Dan kept his gaze on the ground and his expression plain as she led him back to the house, intending to insist he rested. They stood near the house and smoked in silence again.
Ash’s ears pricked up. He turned his head to face the woods, swinging it back and forth between the house and the farm, searching. They watched the dog in companionable silence, neither switching on to what the animal’s behaviour meant. It was only the low rumbling growl of the patented early warning system that sparked Dan’s return to the present.

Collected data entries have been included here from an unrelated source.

//! Labeled posterior estimates.

use std::fmt;

use serde::{Deserialize, Serialize};

use crossvote_core::config::EstimateLevel;
use crossvote_core::types::CategorySet;

/// Posterior summary of one transition-matrix cell.
#[derive(Debug, Clone, Copy, PartialEq, Serialize, Deserialize)]
pub struct CellEstimate {
    pub mean: f64,
    pub lower: f64,
    pub upper: f64,
}

/// Labeled R x C posterior-mean transition matrix with equal-tailed
/// credible intervals. Matrices are row-major `[r * C + c]`; each row of
/// `mean` sums to 1.
#[derive(Debug, Clone, PartialEq, Serialize, Deserialize)]
pub struct PosteriorEstimate {
    pub level: EstimateLevel,
    pub rows: CategorySet,
    pub columns: CategorySet,
    pub mean: Vec<f64>,
    pub lower: Vec<f64>,
    pub upper: Vec<f64>,
    pub credible_level: f64,
    /// Retained draws the estimate was computed from.
    pub draws: usize,
}

impl PosteriorEstimate {
    pub fn mean_at(&self, r: usize, c: usize) -> f64 {
        self.mean[r * self.columns.len() + c]
    }

    pub fn interval_at(&self, r: usize, c: usize) -> (f64, f64) {
        let i = r * self.columns.len() + c;
        (self.lower[i], self.upper[i])
    }

    /// Mean preference vector of row category `r`.
    pub fn row(&self, r: usize) -> &[f64] {
        let c_n = self.columns.len();
        &self.mean[r * c_n..(r + 1) * c_n]
    }

    /// Cell lookup by labels.
    pub fn cell(&self, row: &str, column: &str) -> Option<CellEstimate> {
        let r = self.rows.index_of(row)?;
        let c = self.columns.index_of(column)?;
        let (lower, upper) = self.interval_at(r, c);
        Some(CellEstimate {
            mean: self.mean_at(r, c),
            lower,
            upper,
        })
    }

    /// Mean matrix as nested rows.
    pub fn to_matrix(&self) -> Vec<Vec<f64>> {
        (0..self.rows.len()).map(|r| self.row(r).to_vec()).collect()
    }

    /// Sum of absolute cell differences against a reference matrix of the
    /// same shape.
    pub fn l1_distance(&self, reference: &[Vec<f64>]) -> f64 {
        reference
            .iter()
            .enumerate()
            .flat_map(|(r, row)| row.iter().enumerate().map(move |(c, v)| (r, c, *v)))
            .map(|(r, c, v)| (self.mean_at(r, c) - v).abs())
            .sum()
    }

    pub fn to_json(&self) -> serde_json::Result<String> {
        serde_json::to_string_pretty(self)
    }
}

impl fmt::Display for PosteriorEstimate {
    fn fmt(&self, f: &mut fmt::Formatter<'_>) -> fmt::Result {
        let width = self
            .rows
            .labels()
            .iter()
            .map(String::len)
            .max()
            .unwrap_or(0);
        write!(f, "{:width$}", "")?;
        for (_, label) in self.columns.iter() {
            write!(f, "  {label:>12}")?;
        }
        writeln!(f)?;
        for (r, label) in self.rows.iter() {
            write!(f, "{label:width$}")?;
            for c in 0..self.columns.len() {
                write!(f, "  {:>12.4}", self.mean_at(r, c))?;
            }
            writeln!(f)?;
        }
        Ok(())
    }
}

/// Posterior mean preference matrix of one precinct.
#[derive(Debug, Clone, PartialEq, Serialize, Deserialize)]
pub struct PrecinctPreference {
    pub precinct: String,
    /// Row-major `[r * C + c]`.
    pub mean: Vec<f64>,
}
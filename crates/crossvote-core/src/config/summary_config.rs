//! Posterior summary configuration.

use std::fmt;

use serde::{Deserialize, Serialize};

use crate::constants::DEFAULT_CREDIBLE_LEVEL;

/// Which transition matrix the summarizer reports.
#[derive(Debug, Clone, Copy, PartialEq, Eq, Hash, Default, Serialize, Deserialize)]
#[serde(rename_all = "lowercase")]
pub enum EstimateLevel {
    /// Unweighted mean of the precinct preference matrices.
    Precinct,
    /// Precinct matrices weighted by each precinct's row-category population.
    #[default]
    District,
    /// The hyperparameters' typical preference vectors.
    Global,
}

impl EstimateLevel {
    pub const ALL: &'static [EstimateLevel] = &[Self::Precinct, Self::District, Self::Global];

    pub fn name(&self) -> &'static str {
        match self {
            Self::Precinct => "precinct",
            Self::District => "district",
            Self::Global => "global",
        }
    }
}

impl fmt::Display for EstimateLevel {
    fn fmt(&self, f: &mut fmt::Formatter<'_>) -> fmt::Result {
        f.write_str(self.name())
    }
}

/// Configuration for posterior summaries.
#[derive(Debug, Clone, Serialize, Deserialize, Default, PartialEq)]
#[serde(default)]
pub struct SummaryConfig {
    /// Credible interval mass. Default: 0.95.
    pub credible_level: Option<f64>,
    /// Reported estimate. Default: district.
    pub level: Option<EstimateLevel>,
}

impl SummaryConfig {
    pub fn effective_credible_level(&self) -> f64 {
        self.credible_level.unwrap_or(DEFAULT_CREDIBLE_LEVEL)
    }

    pub fn effective_level(&self) -> EstimateLevel {
        self.level.unwrap_or_default()
    }
}
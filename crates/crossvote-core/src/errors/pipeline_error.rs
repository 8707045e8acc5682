//! Pipeline errors.

use super::error_code::{self, CrossvoteErrorCode};
use super::{ConfigError, DiagnosticsError, InputError, SamplerError};

/// Errors that can occur during an inference run.
/// Aggregates subsystem errors via `From` conversions.
#[derive(Debug, thiserror::Error)]
pub enum PipelineError {
    #[error("Input error: {0}")]
    Input(#[from] InputError),

    #[error("Sampler error: {0}")]
    Sampler(#[from] SamplerError),

    #[error("Diagnostics error: {0}")]
    Diagnostics(#[from] DiagnosticsError),

    #[error("Configuration error: {0}")]
    Config(#[from] ConfigError),

    #[error("Run cancelled after {completed_draws} of {requested_draws} retained draws; partial output discarded")]
    Cancelled {
        completed_draws: usize,
        requested_draws: usize,
    },
}

impl CrossvoteErrorCode for PipelineError {
    fn error_code(&self) -> &'static str {
        match self {
            Self::Input(e) => e.error_code(),
            Self::Sampler(e) => e.error_code(),
            Self::Diagnostics(e) => e.error_code(),
            Self::Config(e) => e.error_code(),
            Self::Cancelled { .. } => error_code::CANCELLED,
        }
    }
}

He instinctively reached for a weapon, realising he wasn’t – for the first time in as long as he could remember – carrying one.
He threw down his half-smoked cigarette and bawled for Leah and Rich and Lexi. In his grief, he almost called for Joe too, then remembered and felt another surge of anger.
Why won’t people just leave us alone? he thought. His feelings of uselessness made him colour up in frustration that his burned hands couldn’t work a weapon, that he would have to leave the defence of their home to others.
People were running past them in panic just as the noise began to break through the trees: the high-pitched whine of the engines and the unmistakable whop, whop, whop of rotor blades. Dan could barely believe what he was hearing. They had no time to react, to form a defence.